■ **What is being asked**: Pick out the lines below that include the string "which".

:: Exercise materials

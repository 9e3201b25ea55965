//! Driver capability contract and engine adapters.
//!
//! A [`Driver`] owns whatever connection pooling an engine needs and hands out
//! two kinds of raw execution handles:
//! - pooled runners, which borrow a connection per statement
//! - dedicated runners, which hold one connection until released
//!
//! Raw runners know nothing about hooks or transaction state; the
//! [`db`](crate::db) layer adds both.

pub mod mysql;
pub mod params;
pub mod postgres;
pub mod types;

pub use mysql::MySqlDriver;
pub use postgres::PostgresDriver;

use crate::error::DbResult;
use crate::models::{DatabaseType, DriverConfig, QueryOutput, QueryParam};
use async_trait::async_trait;
use std::sync::Arc;

/// What happens to a dedicated connection when it is released.
#[derive(Debug, Clone, Copy, PartialEq, Eq)]
pub enum ReleaseMode {
    /// Hand the connection back to the pool for reuse.
    ReturnToPool,
    /// Close the connection; the pool opens a replacement when needed.
    Discard,
}

/// Raw statement execution.
#[async_trait]
pub trait RawRunner: Send + Sync {
    /// Execute `sql` with positional `params` and collect every returned row.
    async fn run(&self, sql: &str, params: &[QueryParam]) -> DbResult<QueryOutput>;
}

/// A raw runner holding one checked-out connection.
#[async_trait]
pub trait DedicatedRunner: RawRunner {
    /// Give the connection up. Statements issued afterwards fail.
    async fn release(&mut self, mode: ReleaseMode) -> DbResult<()>;
}

/// Engine adapter.
#[async_trait]
pub trait Driver: Send + Sync {
    fn database_type(&self) -> DatabaseType;

    /// Establish pooling and verify credentials with one trial acquisition.
    /// A no-op when already connected.
    async fn connect(&self) -> DbResult<()>;

    /// Release every resource held by the driver. A no-op when not connected.
    async fn disconnect(&self) -> DbResult<()>;

    /// A handle that borrows a pooled connection for each statement.
    async fn pooled_runner(&self) -> DbResult<Arc<dyn RawRunner>>;

    /// A handle bound to one connection checked out of the pool.
    async fn dedicated_runner(&self) -> DbResult<Box<dyn DedicatedRunner>>;

    /// Release a runner obtained from [`Driver::dedicated_runner`].
    async fn release_dedicated_runner(
        &self,
        mut runner: Box<dyn DedicatedRunner>,
        mode: ReleaseMode,
    ) -> DbResult<()> {
        runner.release(mode).await
    }
}

/// Resolve a driver configuration to a driver instance.
pub fn driver_factory(config: &DriverConfig) -> Arc<dyn Driver> {
    match config {
        DriverConfig::MySql(options) => Arc::new(MySqlDriver::new(options.clone())),
        DriverConfig::Postgres(options) => Arc::new(PostgresDriver::new(options.clone())),
        DriverConfig::Custom(driver) => Arc::clone(driver),
    }
}

/// Error returned when a driver is asked for a runner before `connect`.
pub(crate) fn pool_missing(db_type: DatabaseType) -> crate::error::DbError {
    crate::error::DbError::connection(
        format!("{} connection pool does not exist", db_type),
        "Open the connection before requesting a query runner",
    )
}

/// Error returned when a released dedicated runner is used again.
pub(crate) fn runner_released(db_type: DatabaseType) -> crate::error::DbError {
    crate::error::DbError::connection(
        format!("{} dedicated connection was already released", db_type),
        "Request a new transaction query runner",
    )
}

/// Map an error raised while borrowing from a pool, reporting the configured
/// acquire timeout when the pool gave up waiting.
pub(crate) fn acquire_failed(
    error: sqlx::Error,
    acquire_timeout: std::time::Duration,
) -> crate::error::DbError {
    match error {
        sqlx::Error::PoolTimedOut => crate::error::DbError::timeout(
            "connection pool acquire",
            Some(acquire_timeout.as_secs()),
        ),
        other => other.into(),
    }
}

/// Map a failed connect to a connection error with a hint for the caller.
pub(crate) fn connect_failed(db_type: DatabaseType, error: &sqlx::Error) -> crate::error::DbError {
    crate::error::DbError::connection(
        format!("Failed to connect: {}", error),
        connection_suggestion(db_type, error),
    )
}

fn connection_suggestion(db_type: DatabaseType, error: &sqlx::Error) -> String {
    let error_str = error.to_string().to_lowercase();

    if error_str.contains("connection refused") {
        return format!(
            "Check that the {} server is running and accessible",
            db_type
        );
    }

    if error_str.contains("authentication") || error_str.contains("password") {
        return "Verify the user name and password".to_string();
    }

    if error_str.contains("does not exist") || error_str.contains("unknown database") {
        return "Check that the database name exists".to_string();
    }

    if error_str.contains("tls") || error_str.contains("ssl") {
        return "Check TLS/SSL configuration or try disabling it".to_string();
    }

    format!(
        "Verify the connection parameters for {}://user:pass@host:{}/db",
        match db_type {
            DatabaseType::PostgreSQL => "postgres",
            DatabaseType::MySQL => "mysql",
        },
        db_type.default_port()
    )
}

::::

■ **Exercise result**:
//! - pooled runners, which borrow a connection per statement
//! - dedicated runners, which hold one connection until released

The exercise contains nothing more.